This version of Tinseltown tragedy has that lunatic swagger found in Larry Buchanan’s best features. It drapes itself in Golden Age nostalgia but then busts out with raw outbursts of insanity. Mabel’s character is both a grotesque parody and an honest depiction of what it is to be a film actress. That may sound like a paradox until you witness it, with the showbiz affectations suddenly dropping in moments of horrific clarity. It is also devastatingly funny, with really great lines accumulating like bee stings in a swarm.
The biggest hurdle many viewers will have giving Golden Vanity a chance is that it is essentially a one-woman show inside a film. This has been done before with great success. Just look at Without You I’m Nothing and The Telephone, even if no one saw those movies. The filmmakers do an excellent job of ventilating any claustrophobia generated by the format. Cinematographer Bryce Fortner uses many different angles and swooping camera movements that kick any monotony in the pants. The use of handheld shots works perfectly as it increases the feeling of ever-present intoxication.
“…the full strength of the film lies in the woman herself…so you have no idea of the spectrum of her talent.”
Instead of a stage, we whirl through Mabel’s house under the fantastic art direction of Sally Baxter. The devil is in the details, and there are a lot of horns and pitchforks here, thanks to production designer Justin Allen. The made-up posters are some of the best since the fake grindhouse sheets in Rifkin’s Chillerama. Also, there is the impact of the astounding score by David Gonzalez on key scenes. There are moments of great poignancy that the music makes mesmerizing.

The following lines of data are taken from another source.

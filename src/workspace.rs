//! Workspace runtime model consumed by the provisioner

use std::collections::BTreeMap;

use serde::{Deserialize, Serialize};
use tracing::warn;

use crate::constants::{ASYNC_PERSIST_ATTRIBUTE, PERSIST_VOLUMES_ATTRIBUTE};

/// Identity of the workspace runtime being started
#[derive(Clone, Debug, Deserialize, Serialize, PartialEq, Eq)]
#[serde(rename_all = "camelCase")]
pub struct RuntimeIdentity {
    /// Workspace id
    pub workspace_id: String,

    /// User owning the workspace; SSH keys are scoped to this owner
    pub owner_id: String,

    /// Namespace the workspace runs in
    pub infrastructure_namespace: String,
}

/// Non-fatal problem reported back to the workspace owner
#[derive(Clone, Debug, Deserialize, Serialize, PartialEq, Eq)]
pub struct Warning {
    pub code: i32,
    pub message: String,
}

impl Warning {
    pub fn new(code: i32, message: impl Into<String>) -> Self {
        Self {
            code,
            message: message.into(),
        }
    }
}

/// Input of a single provisioning attempt
///
/// Identity and attributes are read-only; `warnings` is the append-only sink
/// the caller reports from, and it keeps everything recorded before a failure.
#[derive(Clone, Debug, Deserialize, Serialize)]
#[serde(rename_all = "camelCase")]
pub struct ProvisioningRequest {
    pub identity: RuntimeIdentity,

    /// Workspace configuration attributes
    #[serde(default)]
    pub attributes: BTreeMap<String, String>,

    /// Warnings accumulated while provisioning
    #[serde(default, skip_serializing_if = "Vec::is_empty")]
    pub warnings: Vec<Warning>,
}

impl ProvisioningRequest {
    pub fn new(identity: RuntimeIdentity, attributes: BTreeMap<String, String>) -> Self {
        Self {
            identity,
            attributes,
            warnings: Vec::new(),
        }
    }

    pub fn namespace(&self) -> &str {
        &self.identity.infrastructure_namespace
    }

    /// Record a warning and log it
    pub fn add_warning(&mut self, warning: Warning) {
        record_warning(&mut self.warnings, warning);
    }
}

/// Append a warning to a sink, logging it first
pub fn record_warning(sink: &mut Vec<Warning>, warning: Warning) {
    warn!(code = warning.code, "{}", warning.message);
    sink.push(warning);
}

/// Async storage is requested only by an exact `"true"` value
pub fn is_async_persist(attributes: &BTreeMap<String, String>) -> bool {
    attributes.get(ASYNC_PERSIST_ATTRIBUTE).map(String::as_str) == Some("true")
}

/// A workspace is ephemeral only when `persistVolumes` is explicitly `"false"`
pub fn is_ephemeral(attributes: &BTreeMap<String, String>) -> bool {
    attributes.get(PERSIST_VOLUMES_ATTRIBUTE).map(String::as_str) == Some("false")
}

Of course, the full strength of the film lies in the woman herself. Hardin may be well known for her work in The Office, but you haven’t met Mabel yet, so you have no idea of the spectrum of her talent. Hardin’s outstanding performance brings down the house, then soaks it in vodka and lights it on fire. Her vision of Mabel is heartbreakingly authentic while sporting the jagged edge of a John Waters heroine. Golden Vanity is the kind of film that lurks in the darkness, waiting to have its way with you if you drift close enough. I am daring you to watch this movie, so if you puss out, that’s you.
"…you will be wearing a grin and tonic throughout the running time..."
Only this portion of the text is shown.